On Thu, 21 Jun 2007, Ingo Molnar wrote:
> 
> yeah. I think Linux is i think the only OS on the planet that is using 
> the movb trick for unlock, it even triggered a hardware erratum ;)

I'm pretty sure others do it too.

Maybe not on an OS level (but I actually doubt that - I'd be surprised if 
Windows doesn't do the exact same thing), but I know for a fact that a lot 
of people in threaded libraries end up depending very much on the "simple 
store closes a locked section".

Just googling for "xchg" "mov" "spinlock" "-linux" shows discussion boards 
for Windows developers with open-coded spinlocks like


        int ResourceFlag = 0; // 0=Free, 1=Inuse
        ...
        // Wait until we get the resource
        while(InterlockedExchange(&ResourceFlag, 1) != 0) {
           Sleep(0); } // Wait a tad
        // Have the resource
        ... // do your thing
        ResourceFlag = 0; // Release the resource


and that's definitely Windows code, not some Linux person doing it.

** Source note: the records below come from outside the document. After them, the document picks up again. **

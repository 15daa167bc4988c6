mod builder;
mod runner;
mod trigger;

pub use builder::PeriodicRunnerBuilder;
pub use runner::{PeriodicRunner, RunState, RunSummary};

And this is from an OS2 forum

        unsigned owned=0;

        void request() {
          while(LockedExchanged(&owned,1)!=0)
            ;
        }

        void release() {
          owned = 0;
        }

so it's not even something unusual.

So while arguably these people don't know (and don't care) about subtle 
issues like memory ordering, I can *guarantee* that a lot of programs 
depend on them, even if that dependency may often come from a lack of 
knowledge, rather than actively understanding what we do like in the Linux 
kernel community.

(And yes, they rely on compilers not reordering either. Tough.)